_The problem_
The word "const" appears in some lines of the records below; state how many lines, and nothing else.

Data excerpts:
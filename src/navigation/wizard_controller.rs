use super::{Location, Route, WizardStep};
use crate::intake::domain::{OrganizationSize, RiskTolerance, Role, WizardAnswers};

/// Wizard progress derived from a location.
#[derive(Debug, Clone, PartialEq, Eq)]
pub struct WizardState {
    pub current_step: WizardStep,
    pub answers: WizardAnswers,
}

impl WizardState {
    pub fn from_location(location: &Location) -> Self {
        let current_step = match Route::resolve(location) {
            Route::Wizard(step) => step,
            Route::Landing | Route::Assessment { .. } => WizardStep::Application,
        };
        Self {
            current_step,
            answers: WizardAnswers::from_location(location),
        }
    }

    /// First step whose answer is still required, if any.
    ///
    /// Risk is never missing: an absent risk resolves to `Medium`.
    pub fn missing_step(&self) -> Option<WizardStep> {
        if self.answers.application.trim().is_empty() {
            Some(WizardStep::Application)
        } else if self.answers.role.is_none() {
            Some(WizardStep::Role)
        } else if self.answers.organization_size.is_none() {
            Some(WizardStep::Size)
        } else {
            None
        }
    }
}

/// Builds the location of `step` carrying every answer given so far.
pub fn wizard_location(step: WizardStep, answers: &WizardAnswers) -> Location {
    answers
        .to_params()
        .into_iter()
        .fold(Location::new(step.path()), |location, (key, value)| {
            location.with_param(key, value)
        })
}

/// Keeps the current location and the state derived from it in lockstep.
///
/// Every handler merges one answer, moves to the next step's location and
/// recomputes the state from that location, so the location is the only
/// source of truth.
#[derive(Debug, Clone)]
pub struct WizardController {
    location: Location,
    state: WizardState,
}

impl WizardController {
    pub fn new(location: Location) -> Self {
        let state = WizardState::from_location(&location);
        Self { location, state }
    }

    pub fn state(&self) -> &WizardState {
        &self.state
    }

    pub fn location(&self) -> &Location {
        &self.location
    }

    /// Replaces the location (back/forward, redirects) and recomputes state.
    pub fn navigate(&mut self, location: Location) -> &WizardState {
        tracing::debug!(from = %self.location, to = %location, "wizard navigation");
        self.state = WizardState::from_location(&location);
        self.location = location;
        &self.state
    }

    pub fn submit_application(&mut self, application: String) -> Location {
        let mut answers = self.state.answers.clone();
        answers.application = application;
        self.advance(WizardStep::Application, answers)
    }

    pub fn select_role(&mut self, role: Role) -> Location {
        let mut answers = self.state.answers.clone();
        answers.role = Some(role);
        self.advance(WizardStep::Role, answers)
    }

    pub fn select_size(&mut self, size: OrganizationSize) -> Location {
        let mut answers = self.state.answers.clone();
        answers.organization_size = Some(size);
        self.advance(WizardStep::Size, answers)
    }

    pub fn select_risk(&mut self, risk: RiskTolerance) -> Location {
        let mut answers = self.state.answers.clone();
        answers.risk_tolerance = Some(risk);
        self.advance(WizardStep::Risk, answers)
    }

    /// Moves to the previous step, keeping all answers.
    pub fn back(&mut self) -> Location {
        let target = self
            .state
            .current_step
            .previous()
            .unwrap_or(WizardStep::Application);
        let location = wizard_location(target, &self.state.answers);
        self.navigate(location.clone());
        location
    }

    /// Redirects to `step` with the current answers.
    pub fn redirect(&mut self, step: WizardStep) -> Location {
        let location = wizard_location(step, &self.state.answers);
        self.navigate(location.clone());
        location
    }

    fn advance(&mut self, from: WizardStep, answers: WizardAnswers) -> Location {
        let location = wizard_location(from.next(), &answers);
        self.navigate(location.clone());
        location
    }
}
use crate::ports::outbound::ProgressReporter;
use crate::presentation::status_rotation::StatusRotation;
use indicatif::{ProgressBar, ProgressStyle};
use std::sync::Mutex;
use std::time::Duration;
use tokio::task::JoinHandle;

const SPINNER_TICK: Duration = Duration::from_millis(120);

struct ActiveStatus {
    spinner: ProgressBar,
    rotation_task: Option<JoinHandle<()>>,
}

impl ActiveStatus {
    fn finish(self) {
        if let Some(task) = self.rotation_task {
            task.abort();
        }
        self.spinner.finish_and_clear();
    }
}

/// StderrProgressReporter adapter for reporting progress to stderr
///
/// Writes to stderr so the dashboard on stdout stays clean. While an
/// operation is pending an indicatif spinner shows the current status
/// message, and a tokio interval task advances the rotation.
pub struct StderrProgressReporter {
    active: Mutex<Option<ActiveStatus>>,
}

impl StderrProgressReporter {
    pub fn new() -> Self {
        Self {
            active: Mutex::new(None),
        }
    }

    fn spinner(message: &str) -> ProgressBar {
        let spinner = ProgressBar::new_spinner();
        if let Ok(style) = ProgressStyle::default_spinner().template("   {spinner:.green} {msg}") {
            spinner.set_style(style);
        }
        spinner.set_message(message.to_string());
        spinner.enable_steady_tick(SPINNER_TICK);
        spinner
    }

    fn take_active(&self) -> Option<ActiveStatus> {
        match self.active.lock() {
            Ok(mut guard) => guard.take(),
            Err(poisoned) => poisoned.into_inner().take(),
        }
    }

    fn finish_active(&self) {
        if let Some(active) = self.take_active() {
            active.finish();
        }
    }
}

impl Default for StderrProgressReporter {
    fn default() -> Self {
        Self::new()
    }
}

impl Drop for StderrProgressReporter {
    fn drop(&mut self) {
        self.finish_active();
    }
}

impl ProgressReporter for StderrProgressReporter {
    fn report(&self, message: &str) {
        eprintln!("{}", message);
    }

    fn start_status(&self, rotation: StatusRotation, interval: Duration) {
        self.finish_active();

        let spinner = Self::spinner(rotation.current());

        // Without a runtime the first message simply stays on screen.
        let rotation_task = tokio::runtime::Handle::try_current().ok().map(|handle| {
            let spinner = spinner.clone();
            let mut rotation = rotation;
            handle.spawn(async move {
                let mut ticker = tokio::time::interval(interval);
                ticker.tick().await;
                loop {
                    ticker.tick().await;
                    spinner.set_message(rotation.advance().to_string());
                }
            })
        });

        let active = ActiveStatus {
            spinner,
            rotation_task,
        };
        match self.active.lock() {
            Ok(mut guard) => *guard = Some(active),
            Err(poisoned) => *poisoned.into_inner() = Some(active),
        }
    }

    fn stop_status(&self) {
        self.finish_active();
    }

    fn report_error(&self, message: &str) {
        self.finish_active();
        eprintln!("{}", message);
    }

    fn report_completion(&self, message: &str) {
        self.finish_active();
        eprintln!();
        eprintln!("{}", message);
    }
}
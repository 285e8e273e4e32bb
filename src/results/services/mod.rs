pub mod results_view;

pub use results_view::{FetchTicket, ResultsState, ResultsView};
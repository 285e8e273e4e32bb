/// Draft value of the application name field.
///
/// The draft is held by the step alone; only `submit` hands a value to the
/// wizard.
#[derive(Debug, Clone, Default, PartialEq, Eq)]
pub struct ApplicationDraft {
    value: String,
}

impl ApplicationDraft {
    pub fn new(value: impl Into<String>) -> Self {
        Self {
            value: value.into(),
        }
    }

    pub fn set(&mut self, value: impl Into<String>) {
        self.value = value.into();
    }

    pub fn value(&self) -> &str {
        &self.value
    }

    /// Whether the submit control is enabled.
    pub fn can_submit(&self) -> bool {
        !self.value.trim().is_empty()
    }

    /// Returns the trimmed name, or `None` while submit is disabled.
    pub fn submit(&self) -> Option<String> {
        if self.can_submit() {
            Some(self.value.trim().to_string())
        } else {
            None
        }
    }
}
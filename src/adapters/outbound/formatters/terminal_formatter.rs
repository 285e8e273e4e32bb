use crate::application::read_models::{
    AlternativeView, ApplicationVendorView, ArchitectureView, CardView, CertificationView,
    ComplianceView, CveView, DashboardReadModel, IncidentView, KeyTakeawaysView, SeverityView,
    TrustBreakdownView, TrustScoreView,
};
use crate::ports::outbound::DashboardFormatter;
use crate::presentation::labels::{Badge, Trend};
use crate::presentation::Tone;
use crate::shared::Result;
use owo_colors::OwoColorize;

const NO_DATA: &str = "No data available";
const UNKNOWN: &str = "Unknown";
const RULE_WIDTH: usize = 60;
const BAR_WIDTH: usize = 20;

/// TerminalFormatter adapter rendering the dashboard as plain terminal text
///
/// Cards are stacked vertically in visibility order. Tones become 24-bit
/// ANSI colors unless color is disabled.
pub struct TerminalFormatter {
    color: bool,
}

impl TerminalFormatter {
    pub fn new(color: bool) -> Self {
        Self { color }
    }

    fn paint(&self, text: &str, tone: Tone) -> String {
        if !self.color {
            return text.to_string();
        }
        let (r, g, b) = rgb(tone.hex());
        text.truecolor(r, g, b).to_string()
    }

    fn bold(&self, text: &str) -> String {
        if self.color {
            text.bold().to_string()
        } else {
            text.to_string()
        }
    }

    fn dim(&self, text: &str) -> String {
        if self.color {
            text.dimmed().to_string()
        } else {
            text.to_string()
        }
    }

    fn badge(&self, badge: &Badge) -> String {
        self.paint(&format!("[{}]", badge.label), badge.tone)
    }

    fn trend(&self, trend: &Trend) -> String {
        self.paint(&format!("{} {}", trend.arrow, trend.label), trend.tone)
    }

    fn bar(&self, value: f64, max: f64, tone: Tone) -> String {
        let filled = if max > 0.0 {
            ((value / max).clamp(0.0, 1.0) * BAR_WIDTH as f64).round() as usize
        } else {
            0
        };
        format!(
            "{}{}",
            self.paint(&"█".repeat(filled), tone),
            self.dim(&"░".repeat(BAR_WIDTH - filled))
        )
    }

    fn header(&self, out: &mut String, model: &DashboardReadModel) {
        out.push_str(&format!("{}\n", self.bold(&model.title)));
        out.push_str(&format!(
            "{}\n",
            self.dim(&format!("Viewing as: {}  ·  {}", model.role, model.location))
        ));
    }

    fn card_title(&self, out: &mut String, title: &str) {
        let prefix = format!("── {} ", title);
        let fill = RULE_WIDTH.saturating_sub(prefix.chars().count());
        out.push('\n');
        out.push_str(&format!(
            "{}{}\n",
            self.bold(&prefix),
            self.dim(&"─".repeat(fill))
        ));
    }

    fn no_data(&self, out: &mut String) {
        out.push_str(&format!("  {}\n", self.dim(NO_DATA)));
    }

    fn vendor(&self, out: &mut String, view: &ApplicationVendorView) {
        out.push_str(&format!("  {}", self.bold(&view.name)));
        if let Some(version) = &view.version {
            out.push_str(&format!(" {}", self.dim(&format!("v{}", version))));
        }
        out.push('\n');
        out.push_str(&format!("  Vendor:    {}\n", view.vendor_name));
        if let Some(country) = &view.country {
            out.push_str(&format!("  Country:   {}\n", country));
        }
        out.push_str(&format!(
            "  Category:  {} / {}\n",
            view.category, view.subcategory
        ));
        if let Some(url) = &view.url {
            out.push_str(&format!("  Website:   {}\n", url));
        }
        if let Some(description) = &view.description {
            out.push_str(&format!("  {}\n", description));
        }
        if let Some(assessed_at) = &view.assessed_at {
            let relative = view
                .assessed_relative
                .as_deref()
                .map(|r| format!(" ({})", r))
                .unwrap_or_default();
            out.push_str(&format!("  Assessed:  {}{}\n", assessed_at, relative));
        }
        if !view.sources.is_empty() {
            out.push_str("  Sources:\n");
            for source in &view.sources {
                out.push_str(&format!("    [{}] {}\n", source.number, source.host));
            }
        }
    }

    fn trust_score(&self, out: &mut String, view: Option<&TrustScoreView>) {
        let Some(view) = view else {
            return self.no_data(out);
        };
        out.push_str(&format!(
            "  {} / 100  {}\n",
            self.paint(&self.bold(&format!("{:.0}", view.score)), view.tone),
            self.trend(&view.trend)
        ));
        out.push_str(&format!("  {}\n", self.bar(view.score, 100.0, view.tone)));
    }

    fn breakdown(&self, out: &mut String, view: Option<&TrustBreakdownView>) {
        let Some(view) = view else {
            return self.no_data(out);
        };
        let width = view
            .dimensions
            .iter()
            .map(|d| d.label.chars().count())
            .max()
            .unwrap_or(0);
        for dimension in &view.dimensions {
            let score = match dimension.score {
                Some(score) => self.paint(&format!("{:>3.0}", score), dimension.tone),
                None => self.dim(UNKNOWN),
            };
            out.push_str(&format!(
                "  {:<width$}  {} {}\n",
                dimension.label,
                self.bar(dimension.score.unwrap_or(0.0), 100.0, dimension.tone),
                score,
                width = width
            ));
        }
    }

    fn takeaways(&self, out: &mut String, view: &KeyTakeawaysView) {
        if view.strengths.is_empty() && view.risks.is_empty() {
            return self.no_data(out);
        }
        if !view.strengths.is_empty() {
            out.push_str(&format!("  {}\n", self.paint("Strengths", Tone::Green)));
            for strength in &view.strengths {
                out.push_str(&format!("    + {}\n", strength));
            }
        }
        if !view.risks.is_empty() {
            out.push_str(&format!("  {}\n", self.paint("Risks", Tone::Red)));
            for risk in &view.risks {
                out.push_str(&format!("    - {}\n", risk));
            }
        }
    }

    fn severity(&self, out: &mut String, view: Option<&SeverityView>) {
        let Some(view) = view else {
            return self.no_data(out);
        };
        out.push_str(&format!(
            "  Total: {}  {}\n",
            self.bold(&view.total.to_string()),
            self.trend(&view.trend)
        ));
        let max = view.legend.iter().map(|row| row.count).max().unwrap_or(0) as f64;
        for row in &view.legend {
            out.push_str(&format!(
                "  {:<9} {} {}\n",
                row.label,
                self.bar(row.count as f64, max, row.tone),
                row.count
            ));
        }
    }

    fn cves(&self, out: &mut String, cves: &[CveView]) {
        if cves.is_empty() {
            return self.no_data(out);
        }
        for cve in cves {
            let year = cve.year.map(|y| format!(" ({})", y)).unwrap_or_default();
            out.push_str(&format!(
                "  {} {}{}\n",
                self.bold(&cve.cve_id),
                self.paint(&format!("[{}]", cve.severity), cve.tone),
                year
            ));
            if let Some(description) = &cve.description {
                out.push_str(&format!("    {}\n", description));
            }
        }
    }

    fn incidents(&self, out: &mut String, incidents: &[IncidentView]) {
        if incidents.is_empty() {
            return self.no_data(out);
        }
        for incident in incidents {
            let date = incident
                .date
                .as_deref()
                .map(|d| format!(" · {}", d))
                .unwrap_or_default();
            out.push_str(&format!(
                "  {} {}{}\n",
                self.bold(&incident.title),
                self.paint(&format!("[{}]", incident.severity), incident.tone),
                self.dim(&date)
            ));
            if let Some(description) = &incident.description {
                out.push_str(&format!("    {}\n", description));
            }
        }
    }

    fn compliance(&self, out: &mut String, view: &ComplianceView) {
        if view.frameworks.is_empty() && view.data_residency.is_empty() {
            return self.no_data(out);
        }
        for framework in &view.frameworks {
            let audit = framework
                .last_audit
                .as_deref()
                .map(|d| format!(" · last audit {}", d))
                .unwrap_or_default();
            out.push_str(&format!(
                "  {} {}{}\n",
                framework.name,
                self.badge(&framework.level),
                self.dim(&audit)
            ));
        }
        if !view.data_residency.is_empty() {
            out.push_str(&format!(
                "  Data residency: {}\n",
                view.data_residency.join(", ")
            ));
        }
    }

    fn certifications(&self, out: &mut String, certs: &[CertificationView]) {
        if certs.is_empty() {
            return self.no_data(out);
        }
        for cert in certs {
            out.push_str(&format!("  {} {}\n", cert.name, self.badge(&cert.status)));
            let mut details = Vec::new();
            if let Some(issuer) = &cert.issued_by {
                details.push(format!("issued by {}", issuer));
            }
            if let Some(issued) = &cert.issue_date {
                details.push(format!("issued {}", issued));
            }
            if let Some(expiry) = &cert.expiry_date {
                details.push(format!("expires {}", expiry));
            }
            if !details.is_empty() {
                out.push_str(&format!("    {}\n", self.dim(&details.join(" · "))));
            }
        }
    }

    fn architecture(&self, out: &mut String, view: Option<&ArchitectureView>) {
        let Some(view) = view else {
            return self.no_data(out);
        };
        let rows = [
            ("Encryption", view.encryption.as_str()),
            ("Key derivation", view.key_derivation.as_str()),
            ("Zero knowledge", view.zero_knowledge),
            ("Open source", view.open_source),
            ("Authentication", view.authentication.as_str()),
            ("Deployment", view.deployment.as_str()),
        ];
        for (label, value) in rows {
            out.push_str(&format!("  {:<15} {}\n", label, value));
        }
    }

    fn alternatives(&self, out: &mut String, alternatives: &[AlternativeView]) {
        if alternatives.is_empty() {
            return self.no_data(out);
        }
        for alternative in alternatives {
            let score = alternative
                .score
                .map(|(score, tone)| format!(" {}", self.paint(&format!("{:.0}", score), tone)))
                .unwrap_or_default();
            out.push_str(&format!(
                "  {}. {}{}\n",
                alternative.number,
                self.bold(&alternative.name),
                score
            ));
            if let Some(reason) = &alternative.reason {
                out.push_str(&format!("     {}\n", reason));
            }
        }
    }
}

impl DashboardFormatter for TerminalFormatter {
    fn format(&self, model: &DashboardReadModel) -> Result<String> {
        let mut out = String::new();
        self.header(&mut out, model);

        for card in &model.cards {
            self.card_title(&mut out, card.id().title());
            match card {
                CardView::ApplicationVendor(view) => self.vendor(&mut out, view),
                CardView::TrustScore(view) => self.trust_score(&mut out, view.as_ref()),
                CardView::Confidence(view) => {
                    out.push_str(&format!("  {}\n", self.badge(&view.badge)));
                }
                CardView::TrustBreakdown(view) => self.breakdown(&mut out, view.as_ref()),
                CardView::KeyTakeaways(view) => self.takeaways(&mut out, view),
                CardView::Vulnerabilities(view) | CardView::Incidents(view) => {
                    self.severity(&mut out, view.as_ref())
                }
                CardView::RecentCves(cves) => self.cves(&mut out, cves),
                CardView::RecentIncidents(incidents) => self.incidents(&mut out, incidents),
                CardView::Compliance(view) => self.compliance(&mut out, view),
                CardView::Certifications(certs) => self.certifications(&mut out, certs),
                CardView::Architecture(view) => self.architecture(&mut out, view.as_ref()),
                CardView::Alternatives(alternatives) => self.alternatives(&mut out, alternatives),
            }
        }

        Ok(out)
    }
}

/// Parses `#rrggbb`; anything else becomes mid gray.
fn rgb(hex: &str) -> (u8, u8, u8) {
    let channel = |range: std::ops::Range<usize>| {
        hex.get(range)
            .and_then(|digits| u8::from_str_radix(digits, 16).ok())
    };
    match (channel(1..3), channel(3..5), channel(5..7)) {
        (Some(r), Some(g), Some(b)) if hex.len() == 7 && hex.starts_with('#') => (r, g, b),
        _ => (128, 128, 128),
    }
}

_Response below_
5